I became aware of Prevent Breast Cancer when I took part in their BooBee campaigns in 2019 and again in 2022. They were amazing and empowering experiences – who would have thought that I would ever be part of a sponsored lingerie catwalk that raised, not only funds for the charity, but awareness of the importance of checking for changes and seeking early advice!

Research is so important, and it is thanks to years of research that there was an effective treatment plan available when I was faced with my diagnosis. PBC are the only charity that actively work towards preventing breast cancer. As mother to a daughter who is now in her early 20s – that means everything!

Manchester Dragoneers

In early 2023, a colleague of my husband’s was on a trip to Liverpool and noticed some ladies in pink on a dragon boat in the docks. She made some enquiries and was told it was a breast cancer team and there was a similar group in Manchester. I found the Manchester Dragoneers’ website, made contact and was invited down to their base at Debdale Outdoor Centre in Manchester the following Saturday. I was very nervous, but I couldn’t have hoped to meet a friendlier bunch!

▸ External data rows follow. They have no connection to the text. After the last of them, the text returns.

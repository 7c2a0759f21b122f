//! Records exchanged with the admin API, plus the serde helpers they share.

pub mod api_keys;
pub mod instances;
pub mod monitoring;
pub mod projects;

use chrono::{DateTime, Local, NaiveDate, NaiveDateTime};
use serde::{Deserialize, Deserializer};

/// Wire format for timestamps sent to the backend.
pub const WIRE_DATETIME_FORMAT: &str = "%Y-%m-%d %H:%M:%S";

/// Treat an explicit `null` the same as a missing field.
pub(crate) fn null_as_default<'de, D, T>(deserializer: D) -> Result<T, D::Error>
where
    D: Deserializer<'de>,
    T: Deserialize<'de> + Default,
{
    Ok(Option::<T>::deserialize(deserializer)?.unwrap_or_default())
}

/// Parse a backend timestamp.
///
/// The backend is not consistent: depending on the route and serializer configuration a
/// timestamp arrives as `2024-01-15 10:00:00`, `2024-01-15T10:00:00.123` or a full RFC 3339
/// string. Offsets are converted to local time, matching how the console displays them.
pub fn parse_timestamp(raw: &str) -> Option<NaiveDateTime> {
    let raw = raw.trim();
    if raw.is_empty() {
        return None;
    }

    for format in [
        "%Y-%m-%d %H:%M:%S",
        "%Y-%m-%dT%H:%M:%S",
        "%Y-%m-%dT%H:%M:%S%.f",
        "%Y-%m-%d %H:%M:%S%.f",
    ] {
        if let Ok(parsed) = NaiveDateTime::parse_from_str(raw, format) {
            return Some(parsed);
        }
    }

    if let Ok(parsed) = DateTime::parse_from_rfc3339(raw) {
        return Some(parsed.with_timezone(&Local).naive_local());
    }

    NaiveDate::parse_from_str(raw, "%Y-%m-%d")
        .ok()
        .and_then(|date| date.and_hms_opt(0, 0, 0))
}

/// Lenient `Option<NaiveDateTime>` (de)serialization.
///
/// Accepts any format understood by [`parse_timestamp`], as well as the `[y, m, d, h, mi, s]`
/// array form some Java serializers emit. Anything unparseable becomes `None` rather than
/// failing the whole payload.
pub mod lenient_datetime {
    use super::{WIRE_DATETIME_FORMAT, parse_timestamp};
    use chrono::{NaiveDate, NaiveDateTime};
    use serde::{Deserialize, Deserializer, Serializer};
    use serde_json::Value;

    pub fn deserialize<'de, D>(deserializer: D) -> Result<Option<NaiveDateTime>, D::Error>
    where
        D: Deserializer<'de>,
    {
        let value = Option::<Value>::deserialize(deserializer)?;
        Ok(match value {
            Some(Value::String(raw)) => parse_timestamp(&raw),
            Some(Value::Array(parts)) => from_parts(&parts),
            _ => None,
        })
    }

    pub fn serialize<S>(value: &Option<NaiveDateTime>, serializer: S) -> Result<S::Ok, S::Error>
    where
        S: Serializer,
    {
        match value {
            Some(ts) => serializer.serialize_str(&ts.format(WIRE_DATETIME_FORMAT).to_string()),
            None => serializer.serialize_none(),
        }
    }

    fn from_parts(parts: &[Value]) -> Option<NaiveDateTime> {
        let part = |i: usize| parts.get(i).and_then(Value::as_u64).unwrap_or(0) as u32;
        let year = parts.first()?.as_i64()? as i32;
        NaiveDate::from_ymd_opt(year, part(1), part(2))?.and_hms_opt(part(3), part(4), part(5))
    }
}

The team was formed under the Paddlers for Life banner. We’re not a racing team; the regular exercise centres on enhancing the lymphatic system and also ensures mental wellbeing and supportiveness. In just a matter of weeks, my lymphoedema-affected arm had improved significantly!

Some in our group are only a few months post treatment and come with us in the boat, just paddling as and when they feel able, working towards their ‘new normal’. Some people have been coming for over 10 years. Others come just for the cake and chat afterwards!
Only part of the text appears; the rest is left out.